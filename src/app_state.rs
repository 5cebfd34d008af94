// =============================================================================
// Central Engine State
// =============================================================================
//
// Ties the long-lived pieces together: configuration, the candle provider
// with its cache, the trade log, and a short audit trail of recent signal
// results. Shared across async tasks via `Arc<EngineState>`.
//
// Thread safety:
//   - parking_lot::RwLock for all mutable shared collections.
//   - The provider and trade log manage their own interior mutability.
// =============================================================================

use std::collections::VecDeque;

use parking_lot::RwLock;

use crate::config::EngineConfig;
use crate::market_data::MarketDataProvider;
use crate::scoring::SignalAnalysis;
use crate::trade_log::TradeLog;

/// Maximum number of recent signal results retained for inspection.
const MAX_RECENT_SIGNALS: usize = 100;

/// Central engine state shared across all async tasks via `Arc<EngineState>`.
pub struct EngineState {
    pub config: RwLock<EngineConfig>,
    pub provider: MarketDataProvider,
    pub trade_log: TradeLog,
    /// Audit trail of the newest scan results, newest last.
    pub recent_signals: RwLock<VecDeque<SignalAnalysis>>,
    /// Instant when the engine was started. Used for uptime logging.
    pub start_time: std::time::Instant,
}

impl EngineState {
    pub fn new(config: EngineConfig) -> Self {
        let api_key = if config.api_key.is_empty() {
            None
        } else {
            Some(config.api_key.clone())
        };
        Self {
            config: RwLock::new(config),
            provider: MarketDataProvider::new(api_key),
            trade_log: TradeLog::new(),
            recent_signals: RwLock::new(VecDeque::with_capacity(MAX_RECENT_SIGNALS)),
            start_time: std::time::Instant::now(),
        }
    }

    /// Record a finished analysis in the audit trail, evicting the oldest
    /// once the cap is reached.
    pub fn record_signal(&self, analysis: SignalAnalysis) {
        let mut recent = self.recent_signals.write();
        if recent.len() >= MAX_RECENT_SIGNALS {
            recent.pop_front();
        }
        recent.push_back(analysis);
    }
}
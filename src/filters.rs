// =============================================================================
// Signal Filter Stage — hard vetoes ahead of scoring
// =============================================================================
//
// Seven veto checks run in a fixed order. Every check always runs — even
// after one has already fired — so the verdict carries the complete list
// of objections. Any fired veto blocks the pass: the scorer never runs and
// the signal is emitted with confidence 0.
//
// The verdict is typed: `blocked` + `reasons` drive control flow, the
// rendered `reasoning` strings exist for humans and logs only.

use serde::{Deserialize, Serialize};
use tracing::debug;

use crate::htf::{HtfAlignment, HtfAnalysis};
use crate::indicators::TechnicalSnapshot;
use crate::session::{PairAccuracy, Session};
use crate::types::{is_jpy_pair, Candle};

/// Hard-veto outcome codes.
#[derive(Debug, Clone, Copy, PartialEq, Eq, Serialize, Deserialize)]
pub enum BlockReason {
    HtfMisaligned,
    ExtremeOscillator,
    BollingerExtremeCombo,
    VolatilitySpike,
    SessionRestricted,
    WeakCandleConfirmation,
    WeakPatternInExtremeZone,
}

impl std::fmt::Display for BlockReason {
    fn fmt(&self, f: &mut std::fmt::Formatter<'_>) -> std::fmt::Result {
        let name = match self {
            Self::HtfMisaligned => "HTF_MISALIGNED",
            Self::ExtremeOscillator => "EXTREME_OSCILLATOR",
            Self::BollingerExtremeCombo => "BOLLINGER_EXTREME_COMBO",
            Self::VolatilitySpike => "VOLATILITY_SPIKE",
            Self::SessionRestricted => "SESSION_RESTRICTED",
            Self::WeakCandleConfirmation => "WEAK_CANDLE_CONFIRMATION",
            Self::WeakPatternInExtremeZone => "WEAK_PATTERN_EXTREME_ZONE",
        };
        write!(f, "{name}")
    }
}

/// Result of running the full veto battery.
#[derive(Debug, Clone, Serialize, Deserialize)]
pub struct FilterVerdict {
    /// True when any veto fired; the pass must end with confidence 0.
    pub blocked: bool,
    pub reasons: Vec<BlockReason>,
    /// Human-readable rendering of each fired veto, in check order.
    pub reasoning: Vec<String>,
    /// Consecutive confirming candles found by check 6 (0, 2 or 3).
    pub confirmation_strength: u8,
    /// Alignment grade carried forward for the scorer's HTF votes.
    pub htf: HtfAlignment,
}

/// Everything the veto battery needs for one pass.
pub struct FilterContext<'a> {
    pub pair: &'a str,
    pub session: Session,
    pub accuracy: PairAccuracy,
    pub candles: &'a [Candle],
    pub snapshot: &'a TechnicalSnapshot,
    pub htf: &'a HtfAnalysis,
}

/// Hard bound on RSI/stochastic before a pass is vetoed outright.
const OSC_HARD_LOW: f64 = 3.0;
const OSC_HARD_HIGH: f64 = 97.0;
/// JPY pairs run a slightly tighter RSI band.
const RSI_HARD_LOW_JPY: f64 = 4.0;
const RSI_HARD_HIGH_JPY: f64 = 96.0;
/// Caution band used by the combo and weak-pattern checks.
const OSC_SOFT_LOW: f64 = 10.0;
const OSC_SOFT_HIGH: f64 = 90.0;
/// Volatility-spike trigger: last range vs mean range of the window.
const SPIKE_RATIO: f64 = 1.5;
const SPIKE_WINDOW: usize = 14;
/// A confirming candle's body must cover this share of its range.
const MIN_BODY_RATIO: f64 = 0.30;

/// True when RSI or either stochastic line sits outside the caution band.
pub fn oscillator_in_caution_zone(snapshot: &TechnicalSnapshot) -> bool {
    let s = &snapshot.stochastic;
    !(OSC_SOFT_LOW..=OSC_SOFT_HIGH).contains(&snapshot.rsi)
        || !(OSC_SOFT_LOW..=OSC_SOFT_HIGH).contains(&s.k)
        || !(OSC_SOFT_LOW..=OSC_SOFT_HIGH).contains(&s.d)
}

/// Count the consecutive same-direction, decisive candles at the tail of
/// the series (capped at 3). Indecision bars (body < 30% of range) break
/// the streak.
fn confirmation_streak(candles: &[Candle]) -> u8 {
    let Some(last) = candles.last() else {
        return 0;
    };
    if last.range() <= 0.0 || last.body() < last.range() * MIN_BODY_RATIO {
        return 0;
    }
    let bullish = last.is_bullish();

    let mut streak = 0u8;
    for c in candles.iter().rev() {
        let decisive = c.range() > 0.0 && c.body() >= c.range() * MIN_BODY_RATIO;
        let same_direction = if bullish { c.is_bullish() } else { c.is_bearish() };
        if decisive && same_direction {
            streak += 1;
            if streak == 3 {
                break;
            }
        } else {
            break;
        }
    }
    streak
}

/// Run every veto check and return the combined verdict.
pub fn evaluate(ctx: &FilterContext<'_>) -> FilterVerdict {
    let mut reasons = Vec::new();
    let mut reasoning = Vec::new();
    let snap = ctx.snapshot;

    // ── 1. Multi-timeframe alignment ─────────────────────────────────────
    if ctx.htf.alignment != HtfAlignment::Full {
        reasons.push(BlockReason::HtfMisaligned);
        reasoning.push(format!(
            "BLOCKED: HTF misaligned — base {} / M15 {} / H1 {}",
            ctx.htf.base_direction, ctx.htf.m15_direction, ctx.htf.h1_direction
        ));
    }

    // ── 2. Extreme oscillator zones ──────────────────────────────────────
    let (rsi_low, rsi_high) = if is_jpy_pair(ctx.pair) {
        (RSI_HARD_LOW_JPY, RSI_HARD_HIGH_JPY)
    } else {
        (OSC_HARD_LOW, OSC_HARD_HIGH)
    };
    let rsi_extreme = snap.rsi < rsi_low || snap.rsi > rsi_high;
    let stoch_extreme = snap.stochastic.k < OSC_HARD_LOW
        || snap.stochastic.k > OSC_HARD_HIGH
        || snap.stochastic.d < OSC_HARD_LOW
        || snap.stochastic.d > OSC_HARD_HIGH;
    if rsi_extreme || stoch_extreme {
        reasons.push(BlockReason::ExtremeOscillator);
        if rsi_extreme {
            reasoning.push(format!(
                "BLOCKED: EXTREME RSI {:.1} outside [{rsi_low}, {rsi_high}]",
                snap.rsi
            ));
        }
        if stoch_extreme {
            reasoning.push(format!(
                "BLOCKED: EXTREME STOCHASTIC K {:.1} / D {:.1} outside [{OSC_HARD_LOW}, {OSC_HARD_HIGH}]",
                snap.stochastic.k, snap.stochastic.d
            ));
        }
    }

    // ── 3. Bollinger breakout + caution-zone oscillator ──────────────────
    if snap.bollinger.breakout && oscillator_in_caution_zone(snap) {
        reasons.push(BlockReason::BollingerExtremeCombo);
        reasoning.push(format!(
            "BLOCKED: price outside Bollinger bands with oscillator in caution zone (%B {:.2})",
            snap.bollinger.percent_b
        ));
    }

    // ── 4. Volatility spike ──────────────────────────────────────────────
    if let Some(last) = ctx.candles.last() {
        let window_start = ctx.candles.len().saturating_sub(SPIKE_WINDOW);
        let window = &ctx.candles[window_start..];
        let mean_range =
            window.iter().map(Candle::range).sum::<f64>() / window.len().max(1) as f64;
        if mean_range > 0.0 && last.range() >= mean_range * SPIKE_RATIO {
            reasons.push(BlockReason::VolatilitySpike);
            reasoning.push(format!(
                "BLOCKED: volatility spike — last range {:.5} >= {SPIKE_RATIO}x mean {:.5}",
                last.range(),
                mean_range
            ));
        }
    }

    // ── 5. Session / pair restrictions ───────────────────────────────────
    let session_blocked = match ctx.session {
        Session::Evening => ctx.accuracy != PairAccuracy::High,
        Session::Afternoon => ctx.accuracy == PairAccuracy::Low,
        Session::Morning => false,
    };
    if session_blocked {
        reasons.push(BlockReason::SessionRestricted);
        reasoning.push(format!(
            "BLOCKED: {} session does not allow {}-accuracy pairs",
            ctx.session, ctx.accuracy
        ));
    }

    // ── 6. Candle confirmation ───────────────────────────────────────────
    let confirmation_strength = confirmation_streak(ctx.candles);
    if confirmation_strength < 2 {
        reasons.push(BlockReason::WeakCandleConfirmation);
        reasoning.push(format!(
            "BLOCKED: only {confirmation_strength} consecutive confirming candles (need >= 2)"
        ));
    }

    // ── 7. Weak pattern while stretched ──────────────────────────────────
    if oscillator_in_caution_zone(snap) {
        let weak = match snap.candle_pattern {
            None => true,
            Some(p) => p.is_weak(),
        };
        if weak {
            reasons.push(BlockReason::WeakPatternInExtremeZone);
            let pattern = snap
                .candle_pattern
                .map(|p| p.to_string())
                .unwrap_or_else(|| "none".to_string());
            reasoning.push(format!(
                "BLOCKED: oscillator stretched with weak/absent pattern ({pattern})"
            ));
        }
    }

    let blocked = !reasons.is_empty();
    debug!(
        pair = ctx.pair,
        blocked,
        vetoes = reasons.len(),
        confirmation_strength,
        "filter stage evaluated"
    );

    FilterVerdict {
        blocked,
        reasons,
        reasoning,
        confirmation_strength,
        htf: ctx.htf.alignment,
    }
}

▬▬▬

Exercise brief
Search the data above for the string "battery" and return every line that has it.

Solution to the exercise
/// Result of running the full veto battery.
/// Everything the veto battery needs for one pass.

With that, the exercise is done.